● Your objective: Copy out the entries below exactly as they stand, but only from the line containing "let unsigned = extract(buffer, bit_position, bit_width)?" through the line containing "extract(buffer, field.bit_position, field.bit_width)?;".

● Supplied material:
*** Begin section ***
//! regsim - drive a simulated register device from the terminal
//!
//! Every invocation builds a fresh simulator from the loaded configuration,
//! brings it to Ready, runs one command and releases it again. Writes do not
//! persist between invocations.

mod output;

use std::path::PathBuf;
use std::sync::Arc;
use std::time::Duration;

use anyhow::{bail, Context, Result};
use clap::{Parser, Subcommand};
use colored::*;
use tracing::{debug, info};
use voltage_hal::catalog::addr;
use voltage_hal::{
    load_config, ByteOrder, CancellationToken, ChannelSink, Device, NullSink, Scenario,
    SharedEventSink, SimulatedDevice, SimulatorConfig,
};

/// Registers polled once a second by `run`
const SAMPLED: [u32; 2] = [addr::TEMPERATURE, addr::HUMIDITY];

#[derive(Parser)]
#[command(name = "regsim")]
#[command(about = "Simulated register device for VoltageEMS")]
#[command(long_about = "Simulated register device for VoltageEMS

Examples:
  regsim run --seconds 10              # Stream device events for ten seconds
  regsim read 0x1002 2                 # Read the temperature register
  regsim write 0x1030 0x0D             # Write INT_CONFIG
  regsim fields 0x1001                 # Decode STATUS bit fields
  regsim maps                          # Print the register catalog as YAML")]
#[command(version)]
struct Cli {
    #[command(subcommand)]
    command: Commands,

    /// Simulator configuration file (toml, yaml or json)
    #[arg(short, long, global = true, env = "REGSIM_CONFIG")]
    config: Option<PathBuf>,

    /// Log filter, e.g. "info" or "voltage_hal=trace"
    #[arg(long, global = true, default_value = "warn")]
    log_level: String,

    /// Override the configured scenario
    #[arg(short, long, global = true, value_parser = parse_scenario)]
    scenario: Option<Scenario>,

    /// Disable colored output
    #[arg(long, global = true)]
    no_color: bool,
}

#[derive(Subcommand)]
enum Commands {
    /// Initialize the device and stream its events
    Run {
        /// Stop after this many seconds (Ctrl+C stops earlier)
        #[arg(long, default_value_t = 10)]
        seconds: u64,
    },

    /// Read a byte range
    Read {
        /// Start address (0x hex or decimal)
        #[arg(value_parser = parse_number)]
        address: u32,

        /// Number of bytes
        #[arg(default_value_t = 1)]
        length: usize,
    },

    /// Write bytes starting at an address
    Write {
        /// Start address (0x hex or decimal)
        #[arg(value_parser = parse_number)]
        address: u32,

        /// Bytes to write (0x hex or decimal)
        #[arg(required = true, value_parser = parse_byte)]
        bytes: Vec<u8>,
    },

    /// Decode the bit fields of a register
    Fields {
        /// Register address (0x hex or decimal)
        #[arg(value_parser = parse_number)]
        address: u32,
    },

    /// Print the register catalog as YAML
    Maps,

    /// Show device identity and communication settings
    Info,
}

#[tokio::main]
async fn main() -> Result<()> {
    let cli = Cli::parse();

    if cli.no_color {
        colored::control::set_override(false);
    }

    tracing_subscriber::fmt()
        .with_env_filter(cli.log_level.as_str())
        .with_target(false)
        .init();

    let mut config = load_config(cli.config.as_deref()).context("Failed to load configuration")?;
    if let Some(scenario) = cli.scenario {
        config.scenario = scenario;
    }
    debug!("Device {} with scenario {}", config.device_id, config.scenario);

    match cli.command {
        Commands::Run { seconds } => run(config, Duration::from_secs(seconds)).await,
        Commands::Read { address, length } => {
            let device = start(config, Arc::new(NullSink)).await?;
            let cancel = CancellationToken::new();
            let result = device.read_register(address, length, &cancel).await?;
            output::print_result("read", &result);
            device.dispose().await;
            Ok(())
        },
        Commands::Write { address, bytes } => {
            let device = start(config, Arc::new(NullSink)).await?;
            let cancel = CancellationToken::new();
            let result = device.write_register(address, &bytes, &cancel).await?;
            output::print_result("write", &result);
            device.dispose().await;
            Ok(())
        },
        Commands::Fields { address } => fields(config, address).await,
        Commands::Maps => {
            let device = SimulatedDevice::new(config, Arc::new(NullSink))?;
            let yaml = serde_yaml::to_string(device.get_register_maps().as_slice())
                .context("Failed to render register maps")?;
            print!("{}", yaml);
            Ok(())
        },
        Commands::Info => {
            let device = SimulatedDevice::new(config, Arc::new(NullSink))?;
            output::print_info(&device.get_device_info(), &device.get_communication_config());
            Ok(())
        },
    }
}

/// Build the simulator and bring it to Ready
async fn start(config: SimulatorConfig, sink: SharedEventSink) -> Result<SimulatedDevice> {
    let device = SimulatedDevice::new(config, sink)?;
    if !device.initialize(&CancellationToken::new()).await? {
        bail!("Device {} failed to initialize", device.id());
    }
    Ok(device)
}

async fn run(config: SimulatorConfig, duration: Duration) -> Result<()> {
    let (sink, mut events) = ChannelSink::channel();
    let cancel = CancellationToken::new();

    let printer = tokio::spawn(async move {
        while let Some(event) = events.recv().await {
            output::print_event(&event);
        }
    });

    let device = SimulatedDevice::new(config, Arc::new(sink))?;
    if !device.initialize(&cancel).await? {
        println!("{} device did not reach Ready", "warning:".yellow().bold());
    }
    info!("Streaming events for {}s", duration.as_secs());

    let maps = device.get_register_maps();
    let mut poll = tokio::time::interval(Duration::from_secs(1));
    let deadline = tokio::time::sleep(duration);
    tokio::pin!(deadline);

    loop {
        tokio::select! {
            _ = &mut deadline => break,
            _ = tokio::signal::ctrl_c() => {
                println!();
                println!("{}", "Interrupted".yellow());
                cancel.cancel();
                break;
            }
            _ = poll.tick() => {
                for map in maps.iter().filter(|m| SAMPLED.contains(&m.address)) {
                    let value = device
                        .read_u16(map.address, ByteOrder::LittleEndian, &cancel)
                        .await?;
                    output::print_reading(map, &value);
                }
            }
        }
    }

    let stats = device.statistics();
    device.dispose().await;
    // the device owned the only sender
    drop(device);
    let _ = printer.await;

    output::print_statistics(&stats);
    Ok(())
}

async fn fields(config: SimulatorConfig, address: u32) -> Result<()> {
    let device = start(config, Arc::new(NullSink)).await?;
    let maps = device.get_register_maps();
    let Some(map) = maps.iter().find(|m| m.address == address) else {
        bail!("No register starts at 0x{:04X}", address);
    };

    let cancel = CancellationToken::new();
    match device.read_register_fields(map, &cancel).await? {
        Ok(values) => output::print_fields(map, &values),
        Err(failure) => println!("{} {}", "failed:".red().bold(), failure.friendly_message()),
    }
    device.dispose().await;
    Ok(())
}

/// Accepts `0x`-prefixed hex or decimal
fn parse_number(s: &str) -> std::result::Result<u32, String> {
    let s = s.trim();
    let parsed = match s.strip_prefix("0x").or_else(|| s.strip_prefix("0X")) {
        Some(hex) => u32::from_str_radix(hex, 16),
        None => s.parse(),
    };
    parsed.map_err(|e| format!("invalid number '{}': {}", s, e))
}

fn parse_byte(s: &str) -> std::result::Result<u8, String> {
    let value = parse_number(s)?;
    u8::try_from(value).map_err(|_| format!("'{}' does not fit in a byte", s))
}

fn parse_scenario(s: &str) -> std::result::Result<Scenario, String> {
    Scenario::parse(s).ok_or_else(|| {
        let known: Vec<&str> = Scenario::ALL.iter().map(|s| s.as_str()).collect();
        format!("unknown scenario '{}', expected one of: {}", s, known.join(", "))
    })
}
*** End section ***
*** Begin section ***
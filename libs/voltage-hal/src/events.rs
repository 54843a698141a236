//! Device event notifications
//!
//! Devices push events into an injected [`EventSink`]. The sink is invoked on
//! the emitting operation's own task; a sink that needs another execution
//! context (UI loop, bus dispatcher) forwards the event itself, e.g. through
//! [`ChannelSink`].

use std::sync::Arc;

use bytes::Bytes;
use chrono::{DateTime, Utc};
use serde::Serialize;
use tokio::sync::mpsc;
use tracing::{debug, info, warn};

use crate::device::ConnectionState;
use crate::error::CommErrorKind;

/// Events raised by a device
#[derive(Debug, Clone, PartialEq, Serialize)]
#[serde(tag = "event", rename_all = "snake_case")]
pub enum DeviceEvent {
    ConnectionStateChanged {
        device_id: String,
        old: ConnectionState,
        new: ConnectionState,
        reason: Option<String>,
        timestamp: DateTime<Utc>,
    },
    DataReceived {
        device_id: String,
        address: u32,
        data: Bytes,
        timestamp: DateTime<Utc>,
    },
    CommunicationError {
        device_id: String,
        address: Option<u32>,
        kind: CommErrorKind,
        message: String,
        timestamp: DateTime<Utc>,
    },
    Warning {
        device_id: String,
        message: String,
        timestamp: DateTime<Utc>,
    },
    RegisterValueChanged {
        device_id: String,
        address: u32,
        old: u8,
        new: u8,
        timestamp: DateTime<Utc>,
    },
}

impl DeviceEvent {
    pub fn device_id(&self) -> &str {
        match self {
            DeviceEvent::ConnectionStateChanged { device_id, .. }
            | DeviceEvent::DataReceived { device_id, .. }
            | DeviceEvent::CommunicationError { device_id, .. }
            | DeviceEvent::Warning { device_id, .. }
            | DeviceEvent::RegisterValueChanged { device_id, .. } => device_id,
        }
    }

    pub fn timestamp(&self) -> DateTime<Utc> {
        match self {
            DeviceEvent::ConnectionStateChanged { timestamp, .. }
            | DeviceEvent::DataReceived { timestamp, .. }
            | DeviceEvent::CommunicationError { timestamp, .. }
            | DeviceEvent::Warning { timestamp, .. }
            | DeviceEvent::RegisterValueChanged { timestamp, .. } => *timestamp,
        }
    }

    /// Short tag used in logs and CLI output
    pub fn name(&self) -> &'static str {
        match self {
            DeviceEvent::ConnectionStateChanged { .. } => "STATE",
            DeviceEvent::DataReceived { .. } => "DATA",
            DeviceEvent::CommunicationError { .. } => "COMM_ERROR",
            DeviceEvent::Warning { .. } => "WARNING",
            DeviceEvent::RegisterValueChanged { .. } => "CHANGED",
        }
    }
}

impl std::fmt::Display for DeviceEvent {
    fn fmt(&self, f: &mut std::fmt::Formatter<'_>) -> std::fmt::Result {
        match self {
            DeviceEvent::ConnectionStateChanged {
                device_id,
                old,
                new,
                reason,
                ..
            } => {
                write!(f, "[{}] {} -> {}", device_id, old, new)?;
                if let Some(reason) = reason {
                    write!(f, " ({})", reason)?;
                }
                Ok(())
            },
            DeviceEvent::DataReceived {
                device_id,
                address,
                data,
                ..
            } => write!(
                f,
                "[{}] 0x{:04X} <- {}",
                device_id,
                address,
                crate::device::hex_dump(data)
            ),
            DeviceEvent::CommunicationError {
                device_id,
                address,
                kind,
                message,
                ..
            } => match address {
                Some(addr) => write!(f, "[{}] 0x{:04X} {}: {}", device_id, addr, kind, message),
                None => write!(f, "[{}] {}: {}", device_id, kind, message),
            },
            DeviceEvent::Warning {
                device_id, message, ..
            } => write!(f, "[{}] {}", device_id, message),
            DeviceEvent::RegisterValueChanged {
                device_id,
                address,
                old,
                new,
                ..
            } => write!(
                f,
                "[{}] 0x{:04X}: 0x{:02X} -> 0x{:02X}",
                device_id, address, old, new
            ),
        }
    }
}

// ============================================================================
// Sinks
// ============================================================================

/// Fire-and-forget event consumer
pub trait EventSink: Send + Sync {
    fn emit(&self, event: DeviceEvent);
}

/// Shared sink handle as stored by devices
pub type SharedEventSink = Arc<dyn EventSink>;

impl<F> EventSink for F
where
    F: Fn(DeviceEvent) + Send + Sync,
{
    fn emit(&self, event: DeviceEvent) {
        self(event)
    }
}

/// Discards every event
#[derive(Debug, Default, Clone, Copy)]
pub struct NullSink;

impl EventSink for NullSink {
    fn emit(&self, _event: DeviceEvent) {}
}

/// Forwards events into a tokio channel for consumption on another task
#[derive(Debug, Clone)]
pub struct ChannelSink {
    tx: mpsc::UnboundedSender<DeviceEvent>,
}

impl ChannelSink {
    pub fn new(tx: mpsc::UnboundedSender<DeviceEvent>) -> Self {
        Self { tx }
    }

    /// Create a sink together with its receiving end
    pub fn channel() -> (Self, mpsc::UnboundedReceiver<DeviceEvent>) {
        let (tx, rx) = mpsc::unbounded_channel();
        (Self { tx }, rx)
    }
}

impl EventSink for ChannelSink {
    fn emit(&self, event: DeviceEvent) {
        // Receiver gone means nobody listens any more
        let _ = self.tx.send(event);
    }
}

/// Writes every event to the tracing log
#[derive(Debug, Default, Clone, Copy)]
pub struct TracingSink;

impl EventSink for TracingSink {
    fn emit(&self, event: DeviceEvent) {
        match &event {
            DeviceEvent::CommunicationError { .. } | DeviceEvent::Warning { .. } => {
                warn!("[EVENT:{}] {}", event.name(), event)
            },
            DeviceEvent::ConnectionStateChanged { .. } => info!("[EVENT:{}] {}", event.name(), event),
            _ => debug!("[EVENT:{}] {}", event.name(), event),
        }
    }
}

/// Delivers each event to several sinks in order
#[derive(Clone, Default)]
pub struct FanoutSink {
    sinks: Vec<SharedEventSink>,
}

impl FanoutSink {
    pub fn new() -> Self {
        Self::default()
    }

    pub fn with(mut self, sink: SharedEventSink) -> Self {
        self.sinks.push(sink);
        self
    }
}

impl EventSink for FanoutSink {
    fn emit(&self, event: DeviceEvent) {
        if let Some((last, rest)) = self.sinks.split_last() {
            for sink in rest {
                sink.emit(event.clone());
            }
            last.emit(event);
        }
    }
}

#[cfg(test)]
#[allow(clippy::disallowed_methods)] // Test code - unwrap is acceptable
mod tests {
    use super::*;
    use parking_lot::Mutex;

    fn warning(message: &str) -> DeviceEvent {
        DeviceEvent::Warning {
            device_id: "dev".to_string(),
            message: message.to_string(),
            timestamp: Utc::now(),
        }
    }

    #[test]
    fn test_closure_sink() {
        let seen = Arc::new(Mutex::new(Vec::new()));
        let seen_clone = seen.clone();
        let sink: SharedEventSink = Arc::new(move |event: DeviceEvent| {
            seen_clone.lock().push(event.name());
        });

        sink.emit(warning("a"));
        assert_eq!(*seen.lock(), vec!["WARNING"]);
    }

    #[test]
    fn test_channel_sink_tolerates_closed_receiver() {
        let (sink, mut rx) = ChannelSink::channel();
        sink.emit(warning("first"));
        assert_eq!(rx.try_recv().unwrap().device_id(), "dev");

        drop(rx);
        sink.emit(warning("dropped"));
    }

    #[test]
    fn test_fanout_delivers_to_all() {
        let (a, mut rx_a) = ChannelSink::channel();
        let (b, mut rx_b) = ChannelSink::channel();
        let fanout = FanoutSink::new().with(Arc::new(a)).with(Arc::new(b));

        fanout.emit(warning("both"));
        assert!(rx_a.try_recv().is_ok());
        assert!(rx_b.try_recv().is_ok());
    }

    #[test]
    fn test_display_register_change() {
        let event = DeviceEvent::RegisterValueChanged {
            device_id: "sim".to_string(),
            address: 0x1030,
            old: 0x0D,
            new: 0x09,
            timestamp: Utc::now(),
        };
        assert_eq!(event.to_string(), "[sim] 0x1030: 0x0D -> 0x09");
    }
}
*** End section ***
*** Begin section ***
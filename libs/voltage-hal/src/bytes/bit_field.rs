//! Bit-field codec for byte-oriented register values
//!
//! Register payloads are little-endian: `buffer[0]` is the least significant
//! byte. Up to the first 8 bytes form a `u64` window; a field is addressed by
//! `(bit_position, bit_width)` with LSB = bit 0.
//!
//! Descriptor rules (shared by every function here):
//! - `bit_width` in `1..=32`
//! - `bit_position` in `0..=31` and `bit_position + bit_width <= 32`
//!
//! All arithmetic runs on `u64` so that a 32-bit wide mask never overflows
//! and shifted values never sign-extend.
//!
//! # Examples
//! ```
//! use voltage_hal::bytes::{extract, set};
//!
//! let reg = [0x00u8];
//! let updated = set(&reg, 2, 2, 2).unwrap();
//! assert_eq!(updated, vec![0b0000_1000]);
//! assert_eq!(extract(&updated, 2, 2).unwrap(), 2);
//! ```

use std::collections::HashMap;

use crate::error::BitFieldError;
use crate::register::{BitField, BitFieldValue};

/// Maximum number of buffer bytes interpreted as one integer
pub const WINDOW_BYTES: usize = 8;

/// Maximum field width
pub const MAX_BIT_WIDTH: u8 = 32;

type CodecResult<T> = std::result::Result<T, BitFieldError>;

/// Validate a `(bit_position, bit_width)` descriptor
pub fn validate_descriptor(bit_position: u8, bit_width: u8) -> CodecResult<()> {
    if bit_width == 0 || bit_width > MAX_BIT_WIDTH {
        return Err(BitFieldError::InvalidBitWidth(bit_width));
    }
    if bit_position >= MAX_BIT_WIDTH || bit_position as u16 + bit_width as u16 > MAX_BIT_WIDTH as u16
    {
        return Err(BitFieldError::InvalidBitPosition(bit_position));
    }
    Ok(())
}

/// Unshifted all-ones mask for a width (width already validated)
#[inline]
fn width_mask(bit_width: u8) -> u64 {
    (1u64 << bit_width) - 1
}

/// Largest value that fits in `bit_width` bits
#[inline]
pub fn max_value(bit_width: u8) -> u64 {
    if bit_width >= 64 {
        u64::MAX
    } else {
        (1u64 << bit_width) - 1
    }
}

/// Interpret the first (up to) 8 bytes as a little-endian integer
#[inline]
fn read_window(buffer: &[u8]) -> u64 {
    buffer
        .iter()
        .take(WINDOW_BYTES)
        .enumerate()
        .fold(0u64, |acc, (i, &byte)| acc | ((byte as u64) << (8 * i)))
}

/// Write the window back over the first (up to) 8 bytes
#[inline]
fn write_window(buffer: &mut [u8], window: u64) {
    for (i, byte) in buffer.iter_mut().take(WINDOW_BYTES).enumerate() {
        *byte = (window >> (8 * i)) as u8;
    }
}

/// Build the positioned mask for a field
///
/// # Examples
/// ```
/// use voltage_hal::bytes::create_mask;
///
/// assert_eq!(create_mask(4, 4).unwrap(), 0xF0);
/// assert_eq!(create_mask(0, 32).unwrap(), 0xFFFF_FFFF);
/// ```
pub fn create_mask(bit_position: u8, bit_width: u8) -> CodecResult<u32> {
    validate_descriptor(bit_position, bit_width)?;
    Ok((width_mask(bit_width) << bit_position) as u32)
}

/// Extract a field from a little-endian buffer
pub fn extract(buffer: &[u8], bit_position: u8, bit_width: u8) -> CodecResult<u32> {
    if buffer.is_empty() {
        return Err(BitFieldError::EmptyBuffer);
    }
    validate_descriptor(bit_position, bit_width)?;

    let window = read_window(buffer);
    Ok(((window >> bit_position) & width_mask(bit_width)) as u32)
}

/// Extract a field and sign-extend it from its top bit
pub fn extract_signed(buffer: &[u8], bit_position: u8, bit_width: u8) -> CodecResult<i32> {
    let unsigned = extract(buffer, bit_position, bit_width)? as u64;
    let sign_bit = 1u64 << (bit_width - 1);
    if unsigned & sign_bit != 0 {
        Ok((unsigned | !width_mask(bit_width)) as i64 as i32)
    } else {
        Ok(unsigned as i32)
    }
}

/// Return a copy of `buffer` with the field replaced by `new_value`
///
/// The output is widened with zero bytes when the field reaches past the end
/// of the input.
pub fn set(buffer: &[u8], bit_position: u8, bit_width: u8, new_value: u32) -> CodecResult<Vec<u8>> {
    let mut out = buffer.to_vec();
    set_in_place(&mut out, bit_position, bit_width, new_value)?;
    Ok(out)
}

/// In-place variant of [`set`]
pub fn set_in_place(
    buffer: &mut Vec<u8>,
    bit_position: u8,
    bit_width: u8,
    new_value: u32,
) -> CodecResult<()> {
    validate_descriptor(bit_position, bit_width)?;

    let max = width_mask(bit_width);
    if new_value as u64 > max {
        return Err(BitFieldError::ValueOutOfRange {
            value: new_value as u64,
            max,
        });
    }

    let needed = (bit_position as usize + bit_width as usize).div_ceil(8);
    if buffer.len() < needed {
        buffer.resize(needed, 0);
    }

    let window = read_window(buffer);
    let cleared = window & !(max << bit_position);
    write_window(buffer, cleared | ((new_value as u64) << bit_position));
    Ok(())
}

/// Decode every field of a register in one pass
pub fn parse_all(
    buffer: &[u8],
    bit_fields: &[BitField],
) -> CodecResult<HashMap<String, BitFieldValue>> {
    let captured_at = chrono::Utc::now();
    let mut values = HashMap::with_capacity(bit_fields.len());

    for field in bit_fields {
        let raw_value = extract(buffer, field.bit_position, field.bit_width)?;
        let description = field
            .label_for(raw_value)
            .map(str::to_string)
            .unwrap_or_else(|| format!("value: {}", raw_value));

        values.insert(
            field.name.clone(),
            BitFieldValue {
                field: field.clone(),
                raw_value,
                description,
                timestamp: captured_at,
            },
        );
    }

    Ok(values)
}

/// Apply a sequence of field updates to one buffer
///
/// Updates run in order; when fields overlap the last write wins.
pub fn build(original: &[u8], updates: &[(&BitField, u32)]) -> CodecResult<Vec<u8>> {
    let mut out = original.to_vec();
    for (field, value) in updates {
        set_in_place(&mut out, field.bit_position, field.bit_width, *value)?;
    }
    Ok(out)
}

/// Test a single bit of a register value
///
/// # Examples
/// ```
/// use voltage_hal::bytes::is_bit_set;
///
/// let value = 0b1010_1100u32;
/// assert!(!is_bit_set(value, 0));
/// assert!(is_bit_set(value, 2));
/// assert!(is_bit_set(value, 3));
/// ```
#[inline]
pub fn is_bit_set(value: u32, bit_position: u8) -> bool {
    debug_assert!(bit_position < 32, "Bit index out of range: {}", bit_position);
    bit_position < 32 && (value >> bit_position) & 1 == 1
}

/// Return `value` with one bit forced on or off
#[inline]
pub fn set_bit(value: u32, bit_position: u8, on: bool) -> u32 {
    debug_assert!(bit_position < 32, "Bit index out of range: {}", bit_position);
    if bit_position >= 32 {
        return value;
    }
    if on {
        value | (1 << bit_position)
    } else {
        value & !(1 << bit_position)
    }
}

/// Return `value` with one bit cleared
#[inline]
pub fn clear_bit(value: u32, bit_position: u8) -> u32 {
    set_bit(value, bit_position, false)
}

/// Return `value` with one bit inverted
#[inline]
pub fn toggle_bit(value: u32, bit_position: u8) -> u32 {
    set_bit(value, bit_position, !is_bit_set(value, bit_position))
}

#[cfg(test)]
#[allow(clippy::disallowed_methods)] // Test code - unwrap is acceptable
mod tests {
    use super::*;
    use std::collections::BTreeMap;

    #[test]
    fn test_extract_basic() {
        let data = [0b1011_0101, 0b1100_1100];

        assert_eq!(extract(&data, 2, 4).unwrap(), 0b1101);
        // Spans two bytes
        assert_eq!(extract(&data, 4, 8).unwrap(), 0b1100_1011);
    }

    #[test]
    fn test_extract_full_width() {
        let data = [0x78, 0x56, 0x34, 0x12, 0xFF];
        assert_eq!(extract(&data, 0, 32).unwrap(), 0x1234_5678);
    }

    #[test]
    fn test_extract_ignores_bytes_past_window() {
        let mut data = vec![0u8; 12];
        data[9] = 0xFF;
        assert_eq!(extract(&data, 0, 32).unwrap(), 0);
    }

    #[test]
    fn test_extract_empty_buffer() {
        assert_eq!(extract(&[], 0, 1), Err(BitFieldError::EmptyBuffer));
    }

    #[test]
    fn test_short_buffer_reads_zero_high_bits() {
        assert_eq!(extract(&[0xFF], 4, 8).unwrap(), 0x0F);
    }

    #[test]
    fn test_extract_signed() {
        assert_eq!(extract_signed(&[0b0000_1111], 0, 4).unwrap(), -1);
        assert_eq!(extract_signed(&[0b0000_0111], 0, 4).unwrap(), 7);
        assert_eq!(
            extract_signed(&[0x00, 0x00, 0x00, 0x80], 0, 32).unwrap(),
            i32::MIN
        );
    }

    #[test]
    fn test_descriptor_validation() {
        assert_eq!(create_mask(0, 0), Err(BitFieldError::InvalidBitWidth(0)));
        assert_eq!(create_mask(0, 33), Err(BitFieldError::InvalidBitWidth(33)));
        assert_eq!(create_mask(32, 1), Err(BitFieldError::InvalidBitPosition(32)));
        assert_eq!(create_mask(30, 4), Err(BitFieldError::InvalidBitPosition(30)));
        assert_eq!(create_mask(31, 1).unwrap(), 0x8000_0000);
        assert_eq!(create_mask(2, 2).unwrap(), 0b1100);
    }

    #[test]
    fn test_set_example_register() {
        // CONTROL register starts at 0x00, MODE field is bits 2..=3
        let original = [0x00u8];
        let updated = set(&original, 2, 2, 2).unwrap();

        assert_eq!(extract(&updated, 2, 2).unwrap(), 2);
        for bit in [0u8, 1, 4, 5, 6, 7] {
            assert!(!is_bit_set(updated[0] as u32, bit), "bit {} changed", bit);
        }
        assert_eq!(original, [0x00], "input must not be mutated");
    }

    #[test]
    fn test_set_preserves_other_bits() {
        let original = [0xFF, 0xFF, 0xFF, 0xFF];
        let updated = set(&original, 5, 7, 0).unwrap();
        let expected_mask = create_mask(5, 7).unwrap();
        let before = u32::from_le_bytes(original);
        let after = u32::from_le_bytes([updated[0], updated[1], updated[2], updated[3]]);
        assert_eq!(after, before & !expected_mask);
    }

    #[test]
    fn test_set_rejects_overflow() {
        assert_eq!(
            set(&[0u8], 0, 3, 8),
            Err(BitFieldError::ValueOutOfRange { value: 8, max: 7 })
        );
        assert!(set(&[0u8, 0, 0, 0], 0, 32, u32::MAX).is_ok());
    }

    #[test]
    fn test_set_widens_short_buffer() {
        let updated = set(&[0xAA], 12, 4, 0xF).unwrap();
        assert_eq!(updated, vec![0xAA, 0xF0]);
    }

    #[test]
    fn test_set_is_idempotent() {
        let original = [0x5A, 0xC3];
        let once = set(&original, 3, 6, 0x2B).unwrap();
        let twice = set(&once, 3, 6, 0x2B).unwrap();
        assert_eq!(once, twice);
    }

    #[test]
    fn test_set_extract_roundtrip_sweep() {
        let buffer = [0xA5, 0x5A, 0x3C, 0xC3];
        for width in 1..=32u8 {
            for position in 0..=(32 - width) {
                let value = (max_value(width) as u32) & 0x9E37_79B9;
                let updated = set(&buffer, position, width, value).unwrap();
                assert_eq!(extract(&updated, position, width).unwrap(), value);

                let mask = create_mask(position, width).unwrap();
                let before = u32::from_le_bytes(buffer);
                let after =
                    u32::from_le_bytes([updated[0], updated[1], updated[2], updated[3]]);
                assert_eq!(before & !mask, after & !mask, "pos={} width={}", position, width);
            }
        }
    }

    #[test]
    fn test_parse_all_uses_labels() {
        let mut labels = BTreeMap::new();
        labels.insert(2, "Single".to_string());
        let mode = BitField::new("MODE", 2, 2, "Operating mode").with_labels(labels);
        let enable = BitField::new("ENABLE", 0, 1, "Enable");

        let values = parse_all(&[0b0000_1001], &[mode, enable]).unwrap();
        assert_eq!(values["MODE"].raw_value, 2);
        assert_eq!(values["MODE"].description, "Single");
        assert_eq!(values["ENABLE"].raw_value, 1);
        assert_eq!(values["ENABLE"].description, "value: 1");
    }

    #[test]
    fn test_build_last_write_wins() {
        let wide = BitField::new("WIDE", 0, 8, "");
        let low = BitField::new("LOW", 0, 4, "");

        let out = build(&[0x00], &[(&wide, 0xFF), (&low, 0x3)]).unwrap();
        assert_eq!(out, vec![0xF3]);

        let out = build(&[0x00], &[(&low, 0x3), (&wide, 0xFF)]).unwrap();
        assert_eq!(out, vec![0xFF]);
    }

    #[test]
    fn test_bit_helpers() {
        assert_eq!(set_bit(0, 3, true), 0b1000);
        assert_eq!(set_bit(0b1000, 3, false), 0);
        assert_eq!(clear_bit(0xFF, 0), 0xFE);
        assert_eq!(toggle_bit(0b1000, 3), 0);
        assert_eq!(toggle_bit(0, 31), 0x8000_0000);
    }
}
*** End section ***
● Exercise answer:
    let unsigned = extract(buffer, bit_position, bit_width)? as u64;
    let sign_bit = 1u64 << (bit_width - 1);
    if unsigned & sign_bit != 0 {
        Ok((unsigned | !width_mask(bit_width)) as i64 as i32)
    } else {
        Ok(unsigned as i32)
    }
}

/// Return a copy of `buffer` with the field replaced by `new_value`
///
/// The output is widened with zero bytes when the field reaches past the end
/// of the input.
pub fn set(buffer: &[u8], bit_position: u8, bit_width: u8, new_value: u32) -> CodecResult<Vec<u8>> {
    let mut out = buffer.to_vec();
    set_in_place(&mut out, bit_position, bit_width, new_value)?;
    Ok(out)
}

/// In-place variant of [`set`]
pub fn set_in_place(
    buffer: &mut Vec<u8>,
    bit_position: u8,
    bit_width: u8,
    new_value: u32,
) -> CodecResult<()> {
    validate_descriptor(bit_position, bit_width)?;

    let max = width_mask(bit_width);
    if new_value as u64 > max {
        return Err(BitFieldError::ValueOutOfRange {
            value: new_value as u64,
            max,
        });
    }

    let needed = (bit_position as usize + bit_width as usize).div_ceil(8);
    if buffer.len() < needed {
        buffer.resize(needed, 0);
    }

    let window = read_window(buffer);
    let cleared = window & !(max << bit_position);
    write_window(buffer, cleared | ((new_value as u64) << bit_position));
    Ok(())
}

/// Decode every field of a register in one pass
pub fn parse_all(
    buffer: &[u8],
    bit_fields: &[BitField],
) -> CodecResult<HashMap<String, BitFieldValue>> {
    let captured_at = chrono::Utc::now();
    let mut values = HashMap::with_capacity(bit_fields.len());

    for field in bit_fields {
        let raw_value = extract(buffer, field.bit_position, field.bit_width)?;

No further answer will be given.